Pura — cut your agent's LLM costs 40-60%
Your OpenClaw agent probably sends every request to GPT-4o. Most of those requests are simple enough for a model that costs 10x less. Pura sits between your agent and the LLM providers, scores each request's complexity, and routes it to the cheapest model that can handle it.
Cascade routing: tries Groq first ($0.00059/1K tokens). If the response looks weak (too short, hedging language, refusal), it escalates to Gemini, then OpenAI, then Anthropic. Your agent gets a good answer. You pay the minimum.
Drop-in OpenAI-compatible. One env var change.
What you get
- - 4 providers (Groq, Gemini, OpenAI, Anthropic) behind one endpoint
- Automatic complexity scoring — no manual model selection
- Cascade routing — cheapest sufficient tier per request
- Per-request cost headers so your agent tracks spend
- Daily cost reports and income statements
- Free tier: 5,000 requests, no credit card
Setup
Get an API key:
CODEBLOCK0
Save the returned key (starts with pura_):
CODEBLOCK1
Sending requests
Pura is OpenAI SDK-compatible. Change your base URL and you're done:
CODEBLOCK2
Or with curl:
CODEBLOCK3
Response headers
Every response includes routing metadata:
| Header | Value |
|---|
| INLINECODE1 | Which provider handled it (openai, anthropic, groq, gemini) |
| INLINECODE2 |
Specific model used |
|
X-Pura-Cost | Estimated cost in USD |
|
X-Pura-Budget-Remaining | Remaining daily budget in USD |
|
X-Pura-Tier | Complexity tier (cheap, mid, premium) |
|
X-Pura-Quality | Provider quality score (0-1) |
Cost reports
CODEBLOCK4
Lightning wallet
5,000 free requests included. After that, fund a Lightning wallet:
CODEBLOCK5
Model behavior
Set model="auto" or omit the model field entirely — both trigger cascade routing, where Pura scores your request's complexity and picks the cheapest provider that can handle it.

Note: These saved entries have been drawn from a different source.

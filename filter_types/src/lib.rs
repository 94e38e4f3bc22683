//! Filter Types - Foundation Types
//!
//! Pure data structures shared by the filter controller and its remote
//! service clients. Everything here is constructed fresh per request from
//! remote reads and discarded once the request finishes.
//!
//! ## Rules
//!
//! 1. **NO I/O** - Only data structures and set algebra over them
//! 2. **NO WORKSPACE DEPENDENCIES** - Cannot depend on other workspace crates
//! 3. **SERIALIZABLE** - All types support serde

use serde::{Deserialize, Serialize};
use std::collections::BTreeSet;
use std::fmt;

// ============================================================================
// OPTIONS
// ============================================================================

/// One selectable value within a dimension.
///
/// `code` is the stable identifier used in every remote mutation call.
/// Labels are for display and are not guaranteed unique.
#[derive(Debug, Clone, PartialEq, Eq, Hash, Serialize, Deserialize)]
pub struct DimensionOption {
    pub code: String,
    pub label: String,
}

impl DimensionOption {
    pub fn new(code: impl Into<String>, label: impl Into<String>) -> Self {
        Self {
            code: code.into(),
            label: label.into(),
        }
    }

    /// Option whose label is its code (the filter service only reports codes)
    pub fn code_only(code: impl Into<String>) -> Self {
        let code = code.into();
        Self {
            label: code.clone(),
            code,
        }
    }
}

/// A set of option codes with no duplicates and no meaningful order.
///
/// Iteration is lexicographic so logs and request bodies are deterministic.
#[derive(Debug, Clone, Default, PartialEq, Eq, Serialize, Deserialize)]
#[serde(transparent)]
pub struct OptionSet(BTreeSet<String>);

impl OptionSet {
    pub fn new() -> Self {
        Self::default()
    }

    pub fn len(&self) -> usize {
        self.0.len()
    }

    pub fn is_empty(&self) -> bool {
        self.0.is_empty()
    }

    pub fn contains(&self, code: &str) -> bool {
        self.0.contains(code)
    }

    /// Returns false if the code was already present
    pub fn insert(&mut self, code: impl Into<String>) -> bool {
        self.0.insert(code.into())
    }

    pub fn remove(&mut self, code: &str) -> bool {
        self.0.remove(code)
    }

    pub fn iter(&self) -> impl Iterator<Item = &str> {
        self.0.iter().map(String::as_str)
    }

    /// Codes in `self` but not in `other`
    pub fn difference(&self, other: &OptionSet) -> OptionSet {
        OptionSet(self.0.difference(&other.0).cloned().collect())
    }

    pub fn union(&self, other: &OptionSet) -> OptionSet {
        OptionSet(self.0.union(&other.0).cloned().collect())
    }

    pub fn intersection(&self, other: &OptionSet) -> OptionSet {
        OptionSet(self.0.intersection(&other.0).cloned().collect())
    }

    pub fn extend<I, S>(&mut self, codes: I)
    where
        I: IntoIterator<Item = S>,
        S: Into<String>,
    {
        self.0.extend(codes.into_iter().map(Into::into));
    }

    pub fn into_vec(self) -> Vec<String> {
        self.0.into_iter().collect()
    }
}

impl<S: Into<String>> FromIterator<S> for OptionSet {
    fn from_iter<I: IntoIterator<Item = S>>(iter: I) -> Self {
        OptionSet(iter.into_iter().map(Into::into).collect())
    }
}

impl IntoIterator for OptionSet {
    type Item = String;
    type IntoIter = std::collections::btree_set::IntoIter<String>;

    fn into_iter(self) -> Self::IntoIter {
        self.0.into_iter()
    }
}

impl<'a> IntoIterator for &'a OptionSet {
    type Item = &'a String;
    type IntoIter = std::collections::btree_set::Iter<'a, String>;

    fn into_iter(self) -> Self::IntoIter {
        self.0.iter()
    }
}

// ============================================================================
// VERSIONING
// ============================================================================

/// Opaque revision marker (eTag) of a remote resource.
///
/// Changes whenever the resource is mutated. Two tokens are consistent iff equal.
#[derive(Debug, Clone, PartialEq, Eq, Hash, Serialize, Deserialize)]
#[serde(transparent)]
pub struct VersionToken(String);

impl VersionToken {
    pub fn new(token: impl Into<String>) -> Self {
        Self(token.into())
    }

    pub fn as_str(&self) -> &str {
        &self.0
    }
}

impl fmt::Display for VersionToken {
    fn fmt(&self, f: &mut fmt::Formatter<'_>) -> fmt::Result {
        f.write_str(&self.0)
    }
}

// ============================================================================
// FILTER JOB
// ============================================================================

/// Dataset / edition / version triple that owns a dimension catalog
#[derive(Debug, Clone, PartialEq, Eq, Serialize, Deserialize)]
pub struct DatasetRef {
    #[serde(rename = "id")]
    pub dataset_id: String,
    pub edition: String,
    pub version: String,
}

impl DatasetRef {
    pub fn new(
        dataset_id: impl Into<String>,
        edition: impl Into<String>,
        version: impl Into<String>,
    ) -> Self {
        Self {
            dataset_id: dataset_id.into(),
            edition: edition.into(),
            version: version.into(),
        }
    }
}

impl fmt::Display for DatasetRef {
    fn fmt(&self, f: &mut fmt::Formatter<'_>) -> fmt::Result {
        write!(f, "{}/{}/{}", self.dataset_id, self.edition, self.version)
    }
}

/// Read-only snapshot of a filter job owned by the remote filtering service
#[derive(Debug, Clone, PartialEq, Eq, Serialize, Deserialize)]
pub struct FilterJob {
    pub filter_id: String,
    /// Filled from the response `ETag`, never from the body
    #[serde(skip)]
    pub version_token: Option<VersionToken>,
    pub dataset: DatasetRef,
    #[serde(default)]
    pub instance_id: Option<String>,
    /// Names of the dimensions currently on the job
    #[serde(default)]
    pub dimensions: Vec<String>,
}

impl FilterJob {
    pub fn has_dimension(&self, name: &str) -> bool {
        self.dimensions.iter().any(|d| d == name)
    }
}

/// One page of a paged option collection
#[derive(Debug, Clone, Default, PartialEq, Eq, Serialize, Deserialize)]
pub struct OptionsPage {
    pub items: Vec<DimensionOption>,
    pub offset: usize,
    pub limit: usize,
    pub total_count: usize,
    /// Present when the page came from a versioned resource
    #[serde(skip)]
    pub token: Option<VersionToken>,
}

// ============================================================================
// HIERARCHY
// ============================================================================

/// Node of a multi-level hierarchy (e.g. country → nation → region)
#[derive(Debug, Clone, Default, PartialEq, Eq, Serialize, Deserialize)]
pub struct HierarchyNode {
    pub id: String,
    pub label: String,
    pub has_children: bool,
    #[serde(default)]
    pub children: Vec<HierarchyNode>,
}

impl HierarchyNode {
    pub fn leaf(id: impl Into<String>, label: impl Into<String>) -> Self {
        Self {
            id: id.into(),
            label: label.into(),
            has_children: false,
            children: Vec::new(),
        }
    }

    pub fn child(&self, id: &str) -> Option<&HierarchyNode> {
        self.children.iter().find(|c| c.id == id)
    }
}

#[cfg(test)]
mod tests {
    use super::*;

    #[test]
    fn test_option_set_deduplicates() {
        let set: OptionSet = ["b", "a", "b", "a"].into_iter().collect();
        assert_eq!(set.len(), 2);
        assert_eq!(set.into_vec(), vec!["a".to_string(), "b".to_string()]);
    }

    #[test]
    fn test_option_set_algebra() {
        let left: OptionSet = ["a", "b", "c"].into_iter().collect();
        let right: OptionSet = ["b", "c", "d"].into_iter().collect();

        assert_eq!(left.difference(&right), OptionSet::from_iter(["a"]));
        assert_eq!(left.intersection(&right), OptionSet::from_iter(["b", "c"]));
        assert_eq!(left.union(&right).len(), 4);
    }

    #[test]
    fn test_option_set_serializes_as_array() {
        let set: OptionSet = ["Feb-00", "Jan-00"].into_iter().collect();
        let json = serde_json::to_string(&set).unwrap();
        assert_eq!(json, r#"["Feb-00","Jan-00"]"#);
    }

    #[test]
    fn test_filter_job_token_not_read_from_body() {
        let job: FilterJob = serde_json::from_value(serde_json::json!({
            "filter_id": "f1",
            "dataset": {"id": "cpih01", "edition": "time-series", "version": "1"},
            "dimensions": ["time", "aggregate"]
        }))
        .unwrap();

        assert!(job.version_token.is_none());
        assert!(job.has_dimension("time"));
        assert_eq!(job.dataset.to_string(), "cpih01/time-series/1");
    }

    #[test]
    fn test_hierarchy_child_lookup() {
        let node = HierarchyNode {
            id: "root".into(),
            label: "Root".into(),
            has_children: true,
            children: vec![HierarchyNode::leaf("a", "A")],
        };
        assert_eq!(node.child("a").map(|c| c.label.as_str()), Some("A"));
        assert!(node.child("b").is_none());
    }
}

If you specify a model name directly (e.g. gpt-4o, claude-sonnet-4-20250514), Pura skips the cascade and routes straight to that provider.
Explicit model routing
Override auto-routing by specifying a model:
CODEBLOCK6
Supported models: gpt-4o, claude-sonnet-4-20250514, llama-3.3-70b-versatile, gemini-2.0-flash.
Routing hints
Influence provider selection without forcing a specific model:
CODEBLOCK7
How routing works
Pura scores each request's complexity based on message length, code blocks, reasoning triggers, and conversation depth. Simple tasks go to Groq or Gemini. Complex reasoning goes to Anthropic or OpenAI. Quality scores (derived from recent success rate and latency) weight the selection so underperforming providers get fewer requests until they recover.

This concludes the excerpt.